Search the data for the string "clone" and copy each line where it turns up.

Stored data
****

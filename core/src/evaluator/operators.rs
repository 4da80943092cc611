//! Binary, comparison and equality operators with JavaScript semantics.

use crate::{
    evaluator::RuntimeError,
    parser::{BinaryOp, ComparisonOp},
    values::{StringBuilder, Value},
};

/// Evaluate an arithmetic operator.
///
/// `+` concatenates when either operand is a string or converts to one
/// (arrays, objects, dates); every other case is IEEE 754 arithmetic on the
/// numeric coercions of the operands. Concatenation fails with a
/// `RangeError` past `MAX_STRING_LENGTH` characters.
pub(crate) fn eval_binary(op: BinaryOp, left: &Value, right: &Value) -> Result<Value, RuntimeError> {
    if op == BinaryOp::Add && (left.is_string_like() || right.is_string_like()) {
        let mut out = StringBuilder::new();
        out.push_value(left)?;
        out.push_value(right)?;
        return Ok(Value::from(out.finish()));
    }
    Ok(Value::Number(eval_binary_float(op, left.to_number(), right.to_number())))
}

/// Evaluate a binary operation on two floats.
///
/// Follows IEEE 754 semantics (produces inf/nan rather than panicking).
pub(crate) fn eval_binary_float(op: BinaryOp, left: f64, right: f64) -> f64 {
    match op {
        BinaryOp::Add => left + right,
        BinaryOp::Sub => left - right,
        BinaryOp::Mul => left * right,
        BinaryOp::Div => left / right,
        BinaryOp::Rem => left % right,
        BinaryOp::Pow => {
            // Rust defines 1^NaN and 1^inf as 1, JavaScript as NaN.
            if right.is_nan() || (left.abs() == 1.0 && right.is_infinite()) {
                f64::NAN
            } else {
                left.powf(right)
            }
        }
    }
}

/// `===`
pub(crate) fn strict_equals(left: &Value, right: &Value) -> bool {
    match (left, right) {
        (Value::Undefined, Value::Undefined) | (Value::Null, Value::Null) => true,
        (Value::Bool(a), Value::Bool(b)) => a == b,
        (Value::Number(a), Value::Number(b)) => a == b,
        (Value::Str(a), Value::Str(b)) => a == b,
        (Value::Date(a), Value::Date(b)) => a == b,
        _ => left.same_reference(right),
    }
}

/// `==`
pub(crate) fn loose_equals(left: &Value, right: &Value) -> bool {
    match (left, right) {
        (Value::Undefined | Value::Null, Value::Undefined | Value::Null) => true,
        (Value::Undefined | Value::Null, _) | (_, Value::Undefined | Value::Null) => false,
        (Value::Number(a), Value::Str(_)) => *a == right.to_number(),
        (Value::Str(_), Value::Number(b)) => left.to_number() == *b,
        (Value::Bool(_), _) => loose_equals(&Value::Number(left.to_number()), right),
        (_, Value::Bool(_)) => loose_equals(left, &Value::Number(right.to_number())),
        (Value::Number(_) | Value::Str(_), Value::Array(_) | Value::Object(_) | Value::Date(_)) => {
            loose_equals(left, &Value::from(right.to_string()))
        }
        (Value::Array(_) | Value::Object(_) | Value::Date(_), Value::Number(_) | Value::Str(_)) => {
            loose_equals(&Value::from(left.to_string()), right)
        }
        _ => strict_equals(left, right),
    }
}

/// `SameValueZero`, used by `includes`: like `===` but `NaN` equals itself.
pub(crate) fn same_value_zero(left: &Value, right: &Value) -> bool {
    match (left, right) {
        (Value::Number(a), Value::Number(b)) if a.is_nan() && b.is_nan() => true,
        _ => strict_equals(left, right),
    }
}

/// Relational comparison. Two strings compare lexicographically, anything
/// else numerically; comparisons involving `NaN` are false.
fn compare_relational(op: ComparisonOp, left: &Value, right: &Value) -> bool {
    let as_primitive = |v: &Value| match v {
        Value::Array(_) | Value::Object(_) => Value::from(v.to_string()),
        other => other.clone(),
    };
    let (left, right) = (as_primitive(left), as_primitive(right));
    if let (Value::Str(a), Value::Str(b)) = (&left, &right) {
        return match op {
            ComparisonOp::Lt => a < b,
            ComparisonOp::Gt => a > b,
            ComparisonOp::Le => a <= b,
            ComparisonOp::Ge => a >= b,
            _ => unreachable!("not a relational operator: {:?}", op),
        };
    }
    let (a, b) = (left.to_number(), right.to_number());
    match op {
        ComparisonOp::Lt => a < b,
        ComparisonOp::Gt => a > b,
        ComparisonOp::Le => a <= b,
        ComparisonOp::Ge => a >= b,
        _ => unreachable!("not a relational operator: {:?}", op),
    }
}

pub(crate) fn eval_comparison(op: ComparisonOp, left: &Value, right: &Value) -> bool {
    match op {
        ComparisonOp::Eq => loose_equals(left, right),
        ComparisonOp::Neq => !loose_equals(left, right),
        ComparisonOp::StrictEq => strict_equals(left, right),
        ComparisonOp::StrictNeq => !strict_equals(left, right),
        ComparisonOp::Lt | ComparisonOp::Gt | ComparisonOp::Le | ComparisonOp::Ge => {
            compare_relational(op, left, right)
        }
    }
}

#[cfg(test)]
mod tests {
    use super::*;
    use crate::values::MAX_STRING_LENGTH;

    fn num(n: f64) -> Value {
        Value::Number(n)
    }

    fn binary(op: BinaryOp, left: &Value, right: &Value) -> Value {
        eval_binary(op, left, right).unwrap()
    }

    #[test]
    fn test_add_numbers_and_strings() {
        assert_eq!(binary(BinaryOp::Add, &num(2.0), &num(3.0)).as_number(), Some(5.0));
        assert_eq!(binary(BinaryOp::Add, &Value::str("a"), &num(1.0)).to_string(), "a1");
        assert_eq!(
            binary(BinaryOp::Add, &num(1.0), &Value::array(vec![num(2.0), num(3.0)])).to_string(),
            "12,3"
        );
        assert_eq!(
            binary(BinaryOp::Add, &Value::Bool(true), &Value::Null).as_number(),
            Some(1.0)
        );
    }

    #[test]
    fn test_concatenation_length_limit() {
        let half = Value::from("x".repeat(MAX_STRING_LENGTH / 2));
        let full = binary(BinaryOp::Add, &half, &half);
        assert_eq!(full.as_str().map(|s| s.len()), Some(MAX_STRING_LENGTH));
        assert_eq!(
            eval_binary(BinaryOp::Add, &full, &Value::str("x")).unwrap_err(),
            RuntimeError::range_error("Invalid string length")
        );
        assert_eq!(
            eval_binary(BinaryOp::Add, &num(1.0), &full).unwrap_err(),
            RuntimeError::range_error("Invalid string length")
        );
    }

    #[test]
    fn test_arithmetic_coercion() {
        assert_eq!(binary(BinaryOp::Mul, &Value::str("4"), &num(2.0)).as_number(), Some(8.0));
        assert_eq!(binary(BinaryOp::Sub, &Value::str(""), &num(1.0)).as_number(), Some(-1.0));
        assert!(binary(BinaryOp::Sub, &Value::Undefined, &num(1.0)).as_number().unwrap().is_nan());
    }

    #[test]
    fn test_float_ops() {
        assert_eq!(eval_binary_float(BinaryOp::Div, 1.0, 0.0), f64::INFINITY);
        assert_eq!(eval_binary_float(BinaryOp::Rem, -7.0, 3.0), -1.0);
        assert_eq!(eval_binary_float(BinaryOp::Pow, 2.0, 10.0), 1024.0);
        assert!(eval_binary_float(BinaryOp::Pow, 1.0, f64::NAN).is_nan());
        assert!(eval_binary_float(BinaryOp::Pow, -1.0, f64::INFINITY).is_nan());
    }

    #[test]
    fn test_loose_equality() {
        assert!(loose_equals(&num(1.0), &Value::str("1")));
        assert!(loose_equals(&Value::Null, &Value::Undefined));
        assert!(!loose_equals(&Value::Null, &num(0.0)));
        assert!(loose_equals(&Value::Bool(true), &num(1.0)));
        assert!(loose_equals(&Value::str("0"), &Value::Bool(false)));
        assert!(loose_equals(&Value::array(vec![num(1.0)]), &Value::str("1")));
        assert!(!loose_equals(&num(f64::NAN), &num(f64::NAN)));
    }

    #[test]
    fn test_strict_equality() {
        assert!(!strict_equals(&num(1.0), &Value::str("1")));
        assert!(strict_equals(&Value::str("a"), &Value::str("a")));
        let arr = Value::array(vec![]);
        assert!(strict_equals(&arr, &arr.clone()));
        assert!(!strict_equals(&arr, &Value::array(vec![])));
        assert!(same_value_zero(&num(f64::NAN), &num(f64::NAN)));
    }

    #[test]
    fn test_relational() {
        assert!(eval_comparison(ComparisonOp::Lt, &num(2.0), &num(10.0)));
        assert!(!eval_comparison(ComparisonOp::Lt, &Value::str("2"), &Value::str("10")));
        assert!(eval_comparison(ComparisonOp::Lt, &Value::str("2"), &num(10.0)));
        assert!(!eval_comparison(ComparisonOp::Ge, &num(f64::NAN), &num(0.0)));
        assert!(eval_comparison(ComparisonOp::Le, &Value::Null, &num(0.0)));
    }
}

****

◆ **EXERCISE RESULT**
        other => other.clone(),
        assert!(strict_equals(&arr, &arr.clone()));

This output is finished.